Nathan arched an eyebrow. "If you expect me to apologize for events beyond my control - well, I am sorry, actually." The sarcastic edge was gone from his voice completely at this point. "I couldn't have done much to change anything that happened in August, but I certainly do regret that your training was part of the collateral damage. The only thing I'd take exception to," Nathan said, a bit more dryly, "is the idea that you ever actually trusted me."

Manuel stood up in a flash. "I showed up every day to train! I did whatever you asked me to! I put up with a lot of CRAP for you, and now you belittle it? You mock it?" He was just about to do something really stupid and drastic when he suddenly relaxed and sat back down. "Fine, fine." he said, clearly having a conversation in his head and having to vocalize it through rather than just thinking the words.

"There's one other thing," Nathan said, not reacting to the flash of anger. "It's going to be me doing this, Manuel. Not the Askani. Galin, Lusanya, Evaris... they have nothing to do with what we're going to be doing." No more acting as the passive channel, or the psi-energy battery, for them to do their thing.

Besides. At this point, he was as much an Askani as they were. And they'd been the ones to point that out.

"Why?" Manuel said, clearly emotionally off-balance and reeling. "I mean, if that's how it has to be, then fine. I was just ... curious."

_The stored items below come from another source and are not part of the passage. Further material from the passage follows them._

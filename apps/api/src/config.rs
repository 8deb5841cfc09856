use std::str::FromStr;
use std::time::Duration;

use anyhow::{Context, Result};

use crate::recommendations::invoker::InvocationParams;

const DEFAULT_DEPLOYMENT: &str = "gpt-4o-mini";
const DEFAULT_TIMEOUT_MS: u64 = 5000;
const DEFAULT_MAX_TOKENS: u32 = 800;
const DEFAULT_TEMPERATURE: f32 = 0.7;

/// Application configuration loaded from environment variables.
/// Startup fails if required variables are missing.
#[derive(Debug, Clone)]
pub struct Config {
    pub database_url: String,
    pub model_endpoint: String,
    pub model_api_key: String,
    pub model_deployment: String,
    pub model_timeout_ms: u64,
    pub model_max_tokens: u32,
    pub model_temperature: f32,
    pub port: u16,
    pub rust_log: String,
}

impl Config {
    pub fn from_env() -> Result<Self> {
        dotenvy::dotenv().ok(); // load .env if present; ignore if missing

        Ok(Config {
            database_url: require_env("DATABASE_URL")?,
            model_endpoint: require_env("MODEL_ENDPOINT")?,
            model_api_key: require_env("MODEL_API_KEY")?,
            model_deployment: std::env::var("MODEL_DEPLOYMENT")
                .unwrap_or_else(|_| DEFAULT_DEPLOYMENT.to_string()),
            model_timeout_ms: env_or("MODEL_TIMEOUT_MS", DEFAULT_TIMEOUT_MS)?,
            model_max_tokens: env_or("MODEL_MAX_TOKENS", DEFAULT_MAX_TOKENS)?,
            model_temperature: env_or("MODEL_TEMPERATURE", DEFAULT_TEMPERATURE)?,
            port: env_or("PORT", 8080)?,
            rust_log: std::env::var("RUST_LOG").unwrap_or_else(|_| "info".to_string()),
        })
    }

    /// Generation parameters handed to every model invocation.
    pub fn invocation_params(&self) -> InvocationParams {
        InvocationParams {
            max_tokens: self.model_max_tokens,
            temperature: self.model_temperature,
            timeout: Duration::from_millis(self.model_timeout_ms),
        }
    }
}

fn require_env(key: &str) -> Result<String> {
    std::env::var(key).with_context(|| format!("Required environment variable '{key}' is not set"))
}

fn env_or<T>(key: &str, default: T) -> Result<T>
where
    T: FromStr,
    T::Err: std::error::Error + Send + Sync + 'static,
{
    match std::env::var(key) {
        Ok(raw) => parse_value(key, &raw),
        Err(_) => Ok(default),
    }
}

fn parse_value<T>(key: &str, raw: &str) -> Result<T>
where
    T: FromStr,
    T::Err: std::error::Error + Send + Sync + 'static,
{
    raw.trim()
        .parse::<T>()
        .with_context(|| format!("{key} has an invalid value '{raw}'"))
}
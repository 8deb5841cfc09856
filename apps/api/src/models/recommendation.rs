use chrono::{DateTime, Utc};
use serde::{Deserialize, Serialize};
use sqlx::FromRow;
use uuid::Uuid;

/// One suggested role. All four fields are always present; empty strings
/// stand in for anything the model left out.
#[derive(Debug, Clone, PartialEq, Eq, Serialize, Deserialize)]
pub struct Recommendation {
    pub role_title: String,
    pub description: String,
    pub why_it_fits_professionally: String,
    pub why_it_fits_personally: String,
}

/// A persisted recommendation. Rows are append-only.
#[derive(Debug, Clone, Serialize, Deserialize, FromRow)]
pub struct RecommendationRow {
    pub id: Uuid,
    pub user_id: String,
    pub role_title: String,
    pub description: String,
    pub why_it_fits_professionally: String,
    pub why_it_fits_personally: String,
    pub created_at: DateTime<Utc>,
}

impl From<RecommendationRow> for Recommendation {
    fn from(row: RecommendationRow) -> Self {
        Recommendation {
            role_title: row.role_title,
            description: row.description,
            why_it_fits_professionally: row.why_it_fits_professionally,
            why_it_fits_personally: row.why_it_fits_personally,
        }
    }
}
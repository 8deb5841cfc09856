//! Axum route handler for the Recommendations API.

use axum::{
    extract::{rejection::JsonRejection, State},
    http::{HeaderName, HeaderValue},
    Json,
};
use serde::{Deserialize, Serialize};
use tracing::info;

use crate::errors::AppError;
use crate::models::recommendation::Recommendation;
use crate::models::user::UserId;
use crate::state::AppState;

/// Response header naming where the recommendations came from.
pub const SOURCE_HEADER: &str = "x-recommendations-source";

#[derive(Debug, Deserialize)]
#[serde(rename_all = "camelCase")]
pub struct RecommendationRequest {
    pub user_id: Option<String>,
}

#[derive(Debug, Serialize)]
pub struct RecommendationsResponse {
    pub recommendations: Vec<Recommendation>,
}

/// POST /api/v1/recommendations
///
/// 400 when `userId` is absent or blank. Every other case is a 200 carrying
/// cached, generated, or fallback recommendations.
pub async fn handle_recommendations(
    State(state): State<AppState>,
    payload: Result<Json<RecommendationRequest>, JsonRejection>,
) -> Result<([(HeaderName, HeaderValue); 1], Json<RecommendationsResponse>), AppError> {
    let Json(request) =
        payload.map_err(|e| AppError::Validation(format!("invalid request body: {e}")))?;
    let user_id = UserId::parse(request.user_id)?;

    // Fire-and-forget: any background write is left to finish on its own.
    let outcome = state.pipeline.run(&user_id).await;
    info!(
        %user_id,
        source = %outcome.source,
        count = outcome.recommendations.len(),
        "recommendations served"
    );

    Ok((
        [(
            HeaderName::from_static(SOURCE_HEADER),
            HeaderValue::from_static(outcome.source.as_str()),
        )],
        Json(RecommendationsResponse {
            recommendations: outcome.recommendations,
        }),
    ))
}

"Because we don't need them," Nathan said simply. "Not for this. Charles is the one teaching you theory and mindset now, not them. All that I need to know to uphold my part of this, I've already learned. As you just saw."

Manuel nodded. Another blow to him, then. He was going to miss Lusanya. "It's your decision." he said simply. "I'm ... not feeling well. If you will excuse me..." he said, standing up slowly.

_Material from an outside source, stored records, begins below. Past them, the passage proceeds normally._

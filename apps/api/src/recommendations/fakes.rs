//! In-memory stand-ins for the store and model seams.

use std::sync::atomic::{AtomicBool, Ordering};
use std::sync::Mutex;
use std::time::Duration;

use async_trait::async_trait;
use tokio_util::sync::CancellationToken;

use crate::llm_client::{ChatModel, CompletionRequest, LlmError};
use crate::models::profile::Profile;
use crate::models::recommendation::Recommendation;
use crate::models::user::UserId;
use crate::recommendations::store::{ProfileStore, StoreError, CURRENT_SET_SIZE};

#[derive(Default)]
pub struct InMemoryStore {
    profiles: Mutex<Vec<(String, Profile)>>,
    /// Append order is creation order.
    entries: Mutex<Vec<(String, Recommendation)>>,
    persisted: Mutex<Vec<(String, Recommendation)>>,
    fail_reads: AtomicBool,
    fail_writes: AtomicBool,
    calls: Mutex<usize>,
}

impl InMemoryStore {
    pub fn insert_profile(&self, user_id: &str, profile: Profile) {
        self.profiles
            .lock()
            .unwrap()
            .push((user_id.to_string(), profile));
    }

    /// Seeds an entry as if an earlier run had stored it.
    pub fn push_existing(&self, user_id: &str, recommendation: Recommendation) {
        self.entries
            .lock()
            .unwrap()
            .push((user_id.to_string(), recommendation));
    }

    pub fn fail_reads(&self) {
        self.fail_reads.store(true, Ordering::SeqCst);
    }

    pub fn fail_writes(&self) {
        self.fail_writes.store(true, Ordering::SeqCst);
    }

    /// Entries written through `persist_recommendation`, in write order.
    pub fn persisted(&self) -> Vec<(String, Recommendation)> {
        self.persisted.lock().unwrap().clone()
    }

    /// Total number of store calls of any kind.
    pub fn calls(&self) -> usize {
        *self.calls.lock().unwrap()
    }

    fn record_call(&self) {
        *self.calls.lock().unwrap() += 1;
    }

    fn unavailable() -> StoreError {
        StoreError::Database(sqlx::Error::PoolTimedOut)
    }
}

#[async_trait]
impl ProfileStore for InMemoryStore {
    async fn fetch_profile(&self, user_id: &UserId) -> Result<Option<Profile>, StoreError> {
        self.record_call();
        if self.fail_reads.load(Ordering::SeqCst) {
            return Err(Self::unavailable());
        }
        Ok(self
            .profiles
            .lock()
            .unwrap()
            .iter()
            .find(|(id, _)| id == user_id.as_str())
            .map(|(_, profile)| profile.clone()))
    }

    async fn fetch_cached_recommendations(
        &self,
        user_id: &UserId,
    ) -> Result<Vec<Recommendation>, StoreError> {
        self.record_call();
        if self.fail_reads.load(Ordering::SeqCst) {
            return Err(Self::unavailable());
        }
        Ok(self
            .entries
            .lock()
            .unwrap()
            .iter()
            .rev()
            .filter(|(id, _)| id == user_id.as_str())
            .take(CURRENT_SET_SIZE as usize)
            .map(|(_, rec)| rec.clone())
            .collect())
    }

    async fn persist_recommendation(
        &self,
        user_id: &UserId,
        recommendation: &Recommendation,
    ) -> Result<(), StoreError> {
        self.record_call();
        if self.fail_writes.load(Ordering::SeqCst) {
            return Err(Self::unavailable());
        }
        let entry = (user_id.as_str().to_string(), recommendation.clone());
        self.entries.lock().unwrap().push(entry.clone());
        self.persisted.lock().unwrap().push(entry);
        Ok(())
    }
}

enum Behavior {
    Reply(String),
    Stall(Duration),
    Fail(fn() -> LlmError),
}

/// A chat model that follows a fixed script and records what it was asked.
pub struct ScriptedModel {
    behavior: Behavior,
    requests: Mutex<Vec<CompletionRequest>>,
    tokens: Mutex<Vec<CancellationToken>>,
}

impl ScriptedModel {
    fn with(behavior: Behavior) -> Self {
        Self {
            behavior,
            requests: Mutex::new(Vec::new()),
            tokens: Mutex::new(Vec::new()),
        }
    }

    pub fn replying(text: &str) -> Self {
        Self::with(Behavior::Reply(text.to_string()))
    }

    /// Replies only after `delay`, unless cancelled first.
    pub fn stalling(delay: Duration) -> Self {
        Self::with(Behavior::Stall(delay))
    }

    pub fn failing(error: fn() -> LlmError) -> Self {
        Self::with(Behavior::Fail(error))
    }

    pub fn requests(&self) -> Vec<CompletionRequest> {
        self.requests.lock().unwrap().clone()
    }

    /// True if any token handed to this model has been cancelled.
    pub fn saw_cancellation(&self) -> bool {
        self.tokens
            .lock()
            .unwrap()
            .iter()
            .any(CancellationToken::is_cancelled)
    }
}

#[async_trait]
impl ChatModel for ScriptedModel {
    async fn complete(
        &self,
        request: &CompletionRequest,
        cancel: CancellationToken,
    ) -> Result<String, LlmError> {
        self.requests.lock().unwrap().push(request.clone());
        self.tokens.lock().unwrap().push(cancel.clone());

        match &self.behavior {
            Behavior::Reply(text) => Ok(text.clone()),
            Behavior::Fail(error) => Err(error()),
            Behavior::Stall(delay) => {
                tokio::select! {
                    _ = cancel.cancelled() => Err(LlmError::Cancelled),
                    _ = tokio::time::sleep(*delay) => Ok("[]".to_string()),
                }
            }
        }
    }
}
pub mod profile;
pub mod recommendation;
pub mod user;
use axum::Json;
use serde_json::{json, Value};

/// GET /health
/// Returns a simple status object with service version.
pub async fn health_handler() -> Json<Value> {
    Json(json!({
        "status": "ok",
        "version": env!("CARGO_PKG_VERSION"),
        "service": "compass-api"
    }))
}
//! Model Invoker — one bounded, cancellable call to the chat model.

use std::time::Duration;

use thiserror::Error;
use tokio_util::sync::CancellationToken;
use tracing::debug;

use crate::llm_client::{ChatMessage, ChatModel, CompletionRequest, LlmError, Role};
use crate::recommendations::prompts::Prompt;

/// Generation parameters for a single invocation.
#[derive(Debug, Clone, Copy, PartialEq)]
pub struct InvocationParams {
    pub max_tokens: u32,
    pub temperature: f32,
    pub timeout: Duration,
}

impl Default for InvocationParams {
    fn default() -> Self {
        Self {
            max_tokens: 800,
            temperature: 0.7,
            timeout: Duration::from_millis(5000),
        }
    }
}

#[derive(Debug, Error)]
pub enum InvokeError {
    #[error("model call exceeded {0:?}")]
    Timeout(Duration),

    #[error("model call failed: {0}")]
    Invocation(#[from] LlmError),
}

/// Calls the model once. On expiry of `params.timeout` the cancellation token
/// passed to the model fires and the call is reported as `Timeout`.
pub async fn invoke(
    model: &dyn ChatModel,
    prompt: &Prompt,
    params: &InvocationParams,
) -> Result<String, InvokeError> {
    let request = CompletionRequest {
        messages: vec![
            ChatMessage {
                role: Role::System,
                content: prompt.instruction.clone(),
            },
            ChatMessage {
                role: Role::User,
                content: prompt.context.clone(),
            },
        ],
        max_tokens: params.max_tokens,
        temperature: params.temperature,
    };

    let cancel = CancellationToken::new();
    let started = tokio::time::Instant::now();

    let outcome = tokio::select! {
        result = model.complete(&request, cancel.child_token()) => result,
        _ = tokio::time::sleep(params.timeout) => {
            cancel.cancel();
            return Err(InvokeError::Timeout(params.timeout));
        }
    };

    debug!(elapsed_ms = started.elapsed().as_millis() as u64, "model call finished");

    match outcome {
        Ok(text) => Ok(text),
        // A cancelled call can only come from our own deadline.
        Err(LlmError::Cancelled) => Err(InvokeError::Timeout(params.timeout)),
        Err(e) => Err(InvokeError::Invocation(e)),
    }
}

"Manuel... that doesn't mean you're not going to see them," Nathan said, realizing suddenly what the problem was. "They're as free to visit you as they ever were. Whenever they or you want."

Manuel looked at Nathan, and the look was heartbreaking. "Of course." he said, clearly not believing a word of it. He headed for the door, both hands clasped over his stomach. He had clearly intended for it to be a stately retreat, but that didn't last too long. He broke into a run before he got four steps away, and dashed through the doorway and into the men's room on this floor.